+++ Recorded data +++
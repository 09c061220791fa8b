//! Daemon configuration, loaded once at startup from `visor.toml`.

use std::path::Path;

use serde::Deserialize;
use thiserror::Error;

#[derive(Debug, Error)]
pub enum ConfigError {
    #[error("failed to read config '{path}': {source}")]
    Io {
        path: String,
        source: std::io::Error,
    },
    #[error("failed to parse config: {0}")]
    Parse(#[from] toml::de::Error),
    #[error("invalid transport uri '{0}': expected udp://host[:port]")]
    InvalidTransportUri(String),
}

#[derive(Debug, Clone, Deserialize)]
#[serde(deny_unknown_fields)]
pub struct Config {
    pub system: SystemConfig,
    #[serde(default)]
    pub led_strip: LedStripConfig,
    #[serde(default)]
    pub reactive_face: ReactiveFaceConfig,
    #[serde(default)]
    pub video_player: VideoPlayerConfig,
}

#[derive(Debug, Clone, Deserialize)]
#[serde(deny_unknown_fields)]
pub struct SystemConfig {
    /// Primary transport, e.g. `udp://10.0.0.2:5555`. Empty disables
    /// UDP; at least one of UDP and WS must be enabled.
    #[serde(default)]
    pub transport: String,
    #[serde(default)]
    pub ws_enabled: bool,
    pub startup_app: String,
    #[serde(default = "default_target_fps")]
    pub target_fps: u32,
    #[serde(default = "default_http_listen")]
    pub http_listen: String,
}

#[derive(Debug, Clone, Deserialize)]
#[serde(deny_unknown_fields)]
pub struct LedStripConfig {
    #[serde(default = "default_led_number")]
    pub led_number: usize,
}

#[derive(Debug, Clone, Deserialize)]
#[serde(deny_unknown_fields)]
pub struct ReactiveFaceConfig {
    #[serde(default = "default_preset")]
    pub default_preset: String,
}

#[derive(Debug, Clone, Deserialize)]
#[serde(deny_unknown_fields)]
pub struct VideoPlayerConfig {
    #[serde(default)]
    pub default_video: Option<String>,
    #[serde(default = "default_video_fps")]
    pub max_fps: u32,
}

fn default_target_fps() -> u32 {
    60
}

fn default_http_listen() -> String {
    "0.0.0.0:8000".to_string()
}

fn default_led_number() -> usize {
    30
}

fn default_preset() -> String {
    "default".to_string()
}

fn default_video_fps() -> u32 {
    30
}

impl Default for LedStripConfig {
    fn default() -> Self {
        Self {
            led_number: default_led_number(),
        }
    }
}

impl Default for ReactiveFaceConfig {
    fn default() -> Self {
        Self {
            default_preset: default_preset(),
        }
    }
}

impl Default for VideoPlayerConfig {
    fn default() -> Self {
        Self {
            default_video: None,
            max_fps: default_video_fps(),
        }
    }
}

impl Config {
    pub fn load(path: &Path) -> Result<Self, ConfigError> {
        let raw = std::fs::read_to_string(path).map_err(|source| ConfigError::Io {
            path: path.display().to_string(),
            source,
        })?;
        Ok(toml::from_str(&raw)?)
    }
}

/// Split a `udp://host[:port]` uri into host and port (default 5555).
pub fn parse_transport_uri(uri: &str) -> Result<(String, u16), ConfigError> {
    let rest = uri
        .strip_prefix("udp://")
        .ok_or_else(|| ConfigError::InvalidTransportUri(uri.to_string()))?;
    if rest.is_empty() {
        return Err(ConfigError::InvalidTransportUri(uri.to_string()));
    }
    match rest.rsplit_once(':') {
        Some((host, port)) => {
            let port = port
                .parse()
                .map_err(|_| ConfigError::InvalidTransportUri(uri.to_string()))?;
            Ok((host.to_string(), port))
        }
        None => Ok((rest.to_string(), 5555)),
    }
}

#[cfg(test)]
mod tests {
    use super::*;

    #[test]
    fn parses_full_config() {
        let cfg: Config = toml::from_str(
            r#"
            [system]
            transport = "udp://10.0.0.2:5555"
            ws_enabled = true
            startup_app = "banner"
            target_fps = 50

            [led_strip]
            led_number = 44
            "#,
        )
        .unwrap();
        assert_eq!(cfg.system.target_fps, 50);
        assert_eq!(cfg.led_strip.led_number, 44);
        assert_eq!(cfg.system.http_listen, "0.0.0.0:8000");
        assert_eq!(cfg.video_player.max_fps, 30);
    }

    #[test]
    fn defaults_apply() {
        let cfg: Config = toml::from_str(
            r#"
            [system]
            startup_app = "glitch"
            "#,
        )
        .unwrap();
        assert_eq!(cfg.system.target_fps, 60);
        assert!(!cfg.system.ws_enabled);
        assert_eq!(cfg.led_strip.led_number, 30);
    }

    #[test]
    fn unknown_keys_are_rejected() {
        let result: Result<Config, _> = toml::from_str(
            r#"
            [system]
            startup_app = "glitch"
            warp_speed = 9
            "#,
        );
        assert!(result.is_err());
    }

    #[test]
    fn transport_uri_forms() {
        assert_eq!(
            parse_transport_uri("udp://10.0.0.2:6000").unwrap(),
            ("10.0.0.2".to_string(), 6000)
        );
        assert_eq!(
            parse_transport_uri("udp://panel.local").unwrap(),
            ("panel.local".to_string(), 5555)
        );
        assert!(parse_transport_uri("tcp://10.0.0.2").is_err());
        assert!(parse_transport_uri("udp://").is_err());
    }
}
+++
Your goal –
Would you please copy, word for word, everything above from the line containing "let port = port" down to the line containing "assert_eq!(cfg.led_strip.led_number, 44);", those two lines included?

Task output –
            let port = port
                .parse()
                .map_err(|_| ConfigError::InvalidTransportUri(uri.to_string()))?;
            Ok((host.to_string(), port))
        }
        None => Ok((rest.to_string(), 5555)),
    }
}

#[cfg(test)]
mod tests {
    use super::*;

    #[test]
    fn parses_full_config() {
        let cfg: Config = toml::from_str(
            r#"
            [system]
            transport = "udp://10.0.0.2:5555"
            ws_enabled = true
            startup_app = "banner"
            target_fps = 50

            [led_strip]
            led_number = 44
            "#,
        )
        .unwrap();
        assert_eq!(cfg.system.target_fps, 50);
        assert_eq!(cfg.led_strip.led_number, 44);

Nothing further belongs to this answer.